• **About this task**
Your answer should be the lines of the data below that contain "snapshot".

• **Supplied material**
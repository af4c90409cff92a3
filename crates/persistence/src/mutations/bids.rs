// Copyright (C) 2026 Fred Clausen
// Use of this source code is governed by an MIT-style
// license that can be found in the LICENSE file or at
// https://opensource.org/licenses/MIT.

use diesel::prelude::*;
use diesel::{MysqlConnection, SqliteConnection};
use tender_bid_domain::Bid;
use tracing::info;

use crate::data_models::BidRow;
use crate::diesel_schema::bid;
use crate::error::PersistenceError;

backend_fn! {
/// Inserts a new bid.
///
/// # Errors
///
/// Returns an error if the insert fails, including when the tender or
/// author does not exist.
pub fn insert_bid(conn: &mut _, new_bid: &Bid) -> Result<(), PersistenceError> {
    diesel::insert_into(bid::table)
        .values(BidRow::from(new_bid))
        .execute(conn)
        .map_err(|e| PersistenceError::QueryFailed(format!("insert_bid: {e}")))?;

    info!(
        bid_id = %new_bid.id,
        tender_id = %new_bid.tender_id,
        author_type = %new_bid.author_type,
        "Bid created"
    );
    Ok(())
}
}
// Copyright (C) 2026 Fred Clausen
// Use of this source code is governed by an MIT-style
// license that can be found in the LICENSE file or at
// https://opensource.org/licenses/MIT.

use crate::error::DomainError;
use serde::{Deserialize, Serialize};
use std::str::FromStr;

/// Lifecycle status of a tender.
///
/// Transitions driven by `setStatus` are unguarded: any status may be
/// written over any other, including reopening a closed tender.
#[derive(Debug, Clone, Copy, PartialEq, Eq, Hash, Serialize, Deserialize, Default)]
#[serde(rename_all = "SCREAMING_SNAKE_CASE")]
pub enum TenderStatus {
    /// Initial state after creation.
    #[default]
    Created,
    /// Visible to bidders.
    Published,
    /// No longer accepting bids. Set explicitly or by approving a bid.
    Closed,
}

impl TenderStatus {
    /// Converts this status to its persisted and wire representation.
    #[must_use]
    pub const fn as_str(&self) -> &'static str {
        match self {
            Self::Created => "CREATED",
            Self::Published => "PUBLISHED",
            Self::Closed => "CLOSED",
        }
    }
}

impl FromStr for TenderStatus {
    type Err = DomainError;

    /// Parses a tender status, ignoring ASCII case.
    fn from_str(s: &str) -> Result<Self, Self::Err> {
        match s.to_ascii_uppercase().as_str() {
            "CREATED" => Ok(Self::Created),
            "PUBLISHED" => Ok(Self::Published),
            "CLOSED" => Ok(Self::Closed),
            _ => Err(DomainError::InvalidTenderStatus(s.to_string())),
        }
    }
}

impl std::fmt::Display for TenderStatus {
    fn fmt(&self, f: &mut std::fmt::Formatter<'_>) -> std::fmt::Result {
        write!(f, "{}", self.as_str())
    }
}

/// Status of a bid.
///
/// Only `Created` is written by the service today. `Approved` and
/// `Rejected` are reserved for a decision path that updates the bid row.
#[derive(Debug, Clone, Copy, PartialEq, Eq, Hash, Serialize, Deserialize, Default)]
#[serde(rename_all = "SCREAMING_SNAKE_CASE")]
pub enum BidStatus {
    #[default]
    Created,
    Approved,
    Rejected,
}

impl BidStatus {
    #[must_use]
    pub const fn as_str(&self) -> &'static str {
        match self {
            Self::Created => "CREATED",
            Self::Approved => "APPROVED",
            Self::Rejected => "REJECTED",
        }
    }
}

impl FromStr for BidStatus {
    type Err = DomainError;

    fn from_str(s: &str) -> Result<Self, Self::Err> {
        match s {
            "CREATED" => Ok(Self::Created),
            "APPROVED" => Ok(Self::Approved),
            "REJECTED" => Ok(Self::Rejected),
            _ => Err(DomainError::InvalidBidStatus(s.to_string())),
        }
    }
}

impl std::fmt::Display for BidStatus {
    fn fmt(&self, f: &mut std::fmt::Formatter<'_>) -> std::fmt::Result {
        write!(f, "{}", self.as_str())
    }
}

/// A tender creator's decision on a bid.
#[derive(Debug, Clone, Copy, PartialEq, Eq, Hash, Serialize, Deserialize)]
pub enum Decision {
    Approved,
    Rejected,
}

impl Decision {
    #[must_use]
    pub const fn as_str(&self) -> &'static str {
        match self {
            Self::Approved => "Approved",
            Self::Rejected => "Rejected",
        }
    }
}

impl FromStr for Decision {
    type Err = DomainError;

    fn from_str(s: &str) -> Result<Self, Self::Err> {
        match s {
            "Approved" => Ok(Self::Approved),
            "Rejected" => Ok(Self::Rejected),
            _ => Err(DomainError::InvalidDecision(s.to_string())),
        }
    }
}

impl std::fmt::Display for Decision {
    fn fmt(&self, f: &mut std::fmt::Formatter<'_>) -> std::fmt::Result {
        write!(f, "{}", self.as_str())
    }
}

/// Who a bid is submitted on behalf of.
///
/// Either way `author_id` must name an existing employee.
#[derive(Debug, Clone, Copy, PartialEq, Eq, Hash, Serialize, Deserialize)]
pub enum AuthorType {
    Organization,
    User,
}

impl AuthorType {
    #[must_use]
    pub const fn as_str(&self) -> &'static str {
        match self {
            Self::Organization => "Organization",
            Self::User => "User",
        }
    }
}

impl FromStr for AuthorType {
    type Err = DomainError;

    fn from_str(s: &str) -> Result<Self, Self::Err> {
        match s {
            "Organization" => Ok(Self::Organization),
            "User" => Ok(Self::User),
            _ => Err(DomainError::InvalidAuthorType(s.to_string())),
        }
    }
}

impl std::fmt::Display for AuthorType {
    fn fmt(&self, f: &mut std::fmt::Formatter<'_>) -> std::fmt::Result {
        write!(f, "{}", self.as_str())
    }
}

/// Legal form of an organization.
#[derive(Debug, Clone, Copy, PartialEq, Eq, Hash, Serialize, Deserialize)]
pub enum OrganizationType {
    /// Individual entrepreneur.
    #[serde(rename = "IE")]
    IndividualEntrepreneur,
    /// Limited liability company.
    #[serde(rename = "LLC")]
    LimitedLiabilityCompany,
    /// Joint-stock company.
    #[serde(rename = "JSC")]
    JointStockCompany,
}

impl OrganizationType {
    #[must_use]
    pub const fn as_str(&self) -> &'static str {
        match self {
            Self::IndividualEntrepreneur => "IE",
            Self::LimitedLiabilityCompany => "LLC",
            Self::JointStockCompany => "JSC",
        }
    }
}

impl FromStr for OrganizationType {
    type Err = DomainError;

    fn from_str(s: &str) -> Result<Self, Self::Err> {
        match s {
            "IE" => Ok(Self::IndividualEntrepreneur),
            "LLC" => Ok(Self::LimitedLiabilityCompany),
            "JSC" => Ok(Self::JointStockCompany),
            _ => Err(DomainError::InvalidOrganizationType(s.to_string())),
        }
    }
}
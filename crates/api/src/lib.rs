// Copyright (C) 2026 Fred Clausen
// Use of this source code is governed by an MIT-style
// license that can be found in the LICENSE file or at
// https://opensource.org/licenses/MIT.

//! API boundary for the tender/bid service.
//!
//! Every operation resolves the calling user, checks the authorization rule
//! that applies to the target resource, asks the core engine for the state
//! change and persists it. Errors from lower layers are translated into
//! [`ApiError`] explicitly; nothing below this crate leaks to callers.

#![deny(
    clippy::pedantic,
    clippy::cargo,
    clippy::nursery,
    clippy::style,
    clippy::correctness,
    clippy::all,
    clippy::unwrap_used,
    clippy::expect_used
)]
#![allow(clippy::multiple_crate_versions)]

mod auth;
mod error;
mod handlers;
mod request_response;

#[cfg(test)]
mod tests;

pub use auth::{AuthenticatedUser, AuthenticationService, AuthorizationService};
pub use error::{
    ApiError, AuthError, translate_core_error, translate_domain_error, translate_persistence_error,
};
pub use handlers::{
    bids_for_tender, create_bid, create_tender, edit_tender, get_tender_status,
    list_tender_versions, list_tenders, my_bids, my_tenders, rollback_tender, set_tender_status,
    submit_decision,
};
pub use request_response::{
    BidResponse, CreateBidRequest, CreateTenderRequest, EditTenderRequest, StatusResponse,
    TenderResponse, TenderSummaryResponse, TenderVersionResponse,
};
// Copyright (C) 2026 Fred Clausen
// Use of this source code is governed by an MIT-style
// license that can be found in the LICENSE file or at
// https://opensource.org/licenses/MIT.

use crate::error::DomainError;
use crate::records::{TenderEdit, TenderFields};

/// Maximum length of a tender or bid name, in characters.
pub const MAX_NAME_LENGTH: usize = 100;

/// Maximum length of a tender or bid description, in characters.
pub const MAX_DESCRIPTION_LENGTH: usize = 500;

/// Maximum length of a service type, in characters.
const MAX_SERVICE_TYPE_LENGTH: usize = 100;

/// Validates a tender or bid name.
///
/// # Errors
///
/// Returns an error if the name is blank or longer than [`MAX_NAME_LENGTH`].
pub fn validate_name(name: &str) -> Result<(), DomainError> {
    if name.trim().is_empty() {
        return Err(DomainError::InvalidName(String::from(
            "Name cannot be empty",
        )));
    }
    if name.chars().count() > MAX_NAME_LENGTH {
        return Err(DomainError::InvalidName(format!(
            "Name cannot exceed {MAX_NAME_LENGTH} characters"
        )));
    }
    Ok(())
}

/// Validates a tender or bid description. An empty description is allowed.
///
/// # Errors
///
/// Returns an error if the description is longer than [`MAX_DESCRIPTION_LENGTH`].
pub fn validate_description(description: &str) -> Result<(), DomainError> {
    if description.chars().count() > MAX_DESCRIPTION_LENGTH {
        return Err(DomainError::InvalidDescription(format!(
            "Description cannot exceed {MAX_DESCRIPTION_LENGTH} characters"
        )));
    }
    Ok(())
}

/// Validates a tender service type.
///
/// # Errors
///
/// Returns an error if the service type is blank or too long.
pub fn validate_service_type(service_type: &str) -> Result<(), DomainError> {
    if service_type.trim().is_empty() {
        return Err(DomainError::InvalidServiceType(String::from(
            "Service type cannot be empty",
        )));
    }
    if service_type.chars().count() > MAX_SERVICE_TYPE_LENGTH {
        return Err(DomainError::InvalidServiceType(format!(
            "Service type cannot exceed {MAX_SERVICE_TYPE_LENGTH} characters"
        )));
    }
    Ok(())
}

/// Validates that an identifier carried in a request is not blank.
///
/// # Errors
///
/// Returns [`DomainError::InvalidIdentifier`] naming `field` if `value` is blank.
pub fn validate_identifier(field: &'static str, value: &str) -> Result<(), DomainError> {
    if value.trim().is_empty() {
        return Err(DomainError::InvalidIdentifier { field });
    }
    Ok(())
}

/// Validates the full field set supplied at tender creation.
///
/// # Errors
///
/// Returns the first field error encountered.
pub fn validate_tender_fields(fields: &TenderFields) -> Result<(), DomainError> {
    validate_name(&fields.name)?;
    validate_description(&fields.description)?;
    validate_service_type(&fields.service_type)
}

/// Validates a partial tender edit.
///
/// Only the provided fields are checked, but at least one must be present.
///
/// # Errors
///
/// Returns [`DomainError::NoFieldsToUpdate`] for an empty edit, or the first
/// field error encountered.
pub fn validate_tender_edit(edit: &TenderEdit) -> Result<(), DomainError> {
    if edit.is_empty() {
        return Err(DomainError::NoFieldsToUpdate);
    }
    if let Some(name) = &edit.name {
        validate_name(name)?;
    }
    if let Some(description) = &edit.description {
        validate_description(description)?;
    }
    if let Some(service_type) = &edit.service_type {
        validate_service_type(service_type)?;
    }
    Ok(())
}
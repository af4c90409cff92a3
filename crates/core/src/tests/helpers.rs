// Copyright (C) 2026 Fred Clausen
// Use of this source code is governed by an MIT-style
// license that can be found in the LICENSE file or at
// https://opensource.org/licenses/MIT.

use crate::{NewTender, new_tender};
use tender_bid_domain::{Tender, TenderEdit, TenderFields};

pub const T0: &str = "2026-03-01T09:00:00Z";
pub const T1: &str = "2026-03-02T09:00:00Z";
pub const T2: &str = "2026-03-03T09:00:00Z";

pub fn create_test_tender() -> Tender {
    new_tender(
        NewTender {
            id: String::from("tender-1"),
            fields: TenderFields::new("Road repair", "Fix potholes", "Construction"),
            organization_id: String::from("org-1"),
            creator_id: String::from("user-1"),
        },
        T0,
    )
    .unwrap()
}

pub fn rename(name: &str) -> TenderEdit {
    TenderEdit {
        name: Some(name.to_string()),
        ..TenderEdit::default()
    }
}
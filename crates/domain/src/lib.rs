// Copyright (C) 2026 Fred Clausen
// Use of this source code is governed by an MIT-style
// license that can be found in the LICENSE file or at
// https://opensource.org/licenses/MIT.

#![deny(
    clippy::pedantic,
    clippy::cargo,
    clippy::nursery,
    clippy::style,
    clippy::correctness,
    clippy::all,
    clippy::suspicious,
    clippy::complexity,
    clippy::perf,
    clippy::unwrap_used,
    clippy::expect_used
)]

mod error;
mod pagination;
mod records;
mod types;
mod validation;

#[cfg(test)]
mod tests;

pub use error::DomainError;
pub use pagination::{DEFAULT_LIMIT, DEFAULT_OFFSET, Pagination};
pub use records::{Bid, Tender, TenderEdit, TenderFields, TenderVersion};
pub use types::{AuthorType, BidStatus, Decision, OrganizationType, TenderStatus};
pub use validation::{
    MAX_DESCRIPTION_LENGTH, MAX_NAME_LENGTH, validate_description, validate_identifier,
    validate_name, validate_service_type, validate_tender_edit, validate_tender_fields,
};
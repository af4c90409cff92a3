// Copyright (C) 2026 Fred Clausen
// Use of this source code is governed by an MIT-style
// license that can be found in the LICENSE file or at
// https://opensource.org/licenses/MIT.

use crate::types::{AuthorType, BidStatus, TenderStatus};

/// The mutable, versioned fields of a tender.
#[derive(Debug, Clone, PartialEq, Eq)]
pub struct TenderFields {
    pub name: String,
    pub description: String,
    pub service_type: String,
}

impl TenderFields {
    #[must_use]
    pub fn new(name: &str, description: &str, service_type: &str) -> Self {
        Self {
            name: name.to_string(),
            description: description.to_string(),
            service_type: service_type.to_string(),
        }
    }
}

/// A partial edit of a tender's mutable fields.
///
/// Absent fields keep their current value.
#[derive(Debug, Clone, Default, PartialEq, Eq)]
pub struct TenderEdit {
    pub name: Option<String>,
    pub description: Option<String>,
    pub service_type: Option<String>,
}

impl TenderEdit {
    /// Returns whether the edit names no field at all.
    #[must_use]
    pub const fn is_empty(&self) -> bool {
        self.name.is_none() && self.description.is_none() && self.service_type.is_none()
    }

    /// Overlays the provided fields onto `current`.
    #[must_use]
    pub fn apply_to(&self, current: &TenderFields) -> TenderFields {
        TenderFields {
            name: self.name.clone().unwrap_or_else(|| current.name.clone()),
            description: self
                .description
                .clone()
                .unwrap_or_else(|| current.description.clone()),
            service_type: self
                .service_type
                .clone()
                .unwrap_or_else(|| current.service_type.clone()),
        }
    }
}

/// The live state of a tender.
#[derive(Debug, Clone, PartialEq, Eq)]
pub struct Tender {
    pub id: String,
    pub name: String,
    pub description: String,
    pub service_type: String,
    pub organization_id: String,
    pub creator_id: String,
    pub status: TenderStatus,
    /// Starts at 1; edit and rollback each add exactly 1.
    pub version: i32,
    pub created_at: String,
    pub updated_at: String,
}

impl Tender {
    /// Returns the tender's versioned fields.
    #[must_use]
    pub fn fields(&self) -> TenderFields {
        TenderFields {
            name: self.name.clone(),
            description: self.description.clone(),
            service_type: self.service_type.clone(),
        }
    }

    /// Captures the current versioned fields as a snapshot row.
    #[must_use]
    pub fn snapshot(&self, created_at: &str) -> TenderVersion {
        TenderVersion {
            tender_id: self.id.clone(),
            version: self.version,
            name: self.name.clone(),
            description: self.description.clone(),
            service_type: self.service_type.clone(),
            created_at: created_at.to_string(),
        }
    }
}

/// A stored copy of a tender's versioned fields at a superseded version.
#[derive(Debug, Clone, PartialEq, Eq)]
pub struct TenderVersion {
    pub tender_id: String,
    pub version: i32,
    pub name: String,
    pub description: String,
    pub service_type: String,
    pub created_at: String,
}

impl TenderVersion {
    #[must_use]
    pub fn fields(&self) -> TenderFields {
        TenderFields {
            name: self.name.clone(),
            description: self.description.clone(),
            service_type: self.service_type.clone(),
        }
    }
}

/// A proposal submitted against a tender.
#[derive(Debug, Clone, PartialEq, Eq)]
pub struct Bid {
    pub id: String,
    pub name: String,
    pub description: String,
    pub status: BidStatus,
    pub tender_id: String,
    pub author_type: AuthorType,
    pub author_id: String,
    pub version: i32,
    pub created_at: String,
}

• **Exercise output**
    /// Captures the current versioned fields as a snapshot row.
    pub fn snapshot(&self, created_at: &str) -> TenderVersion {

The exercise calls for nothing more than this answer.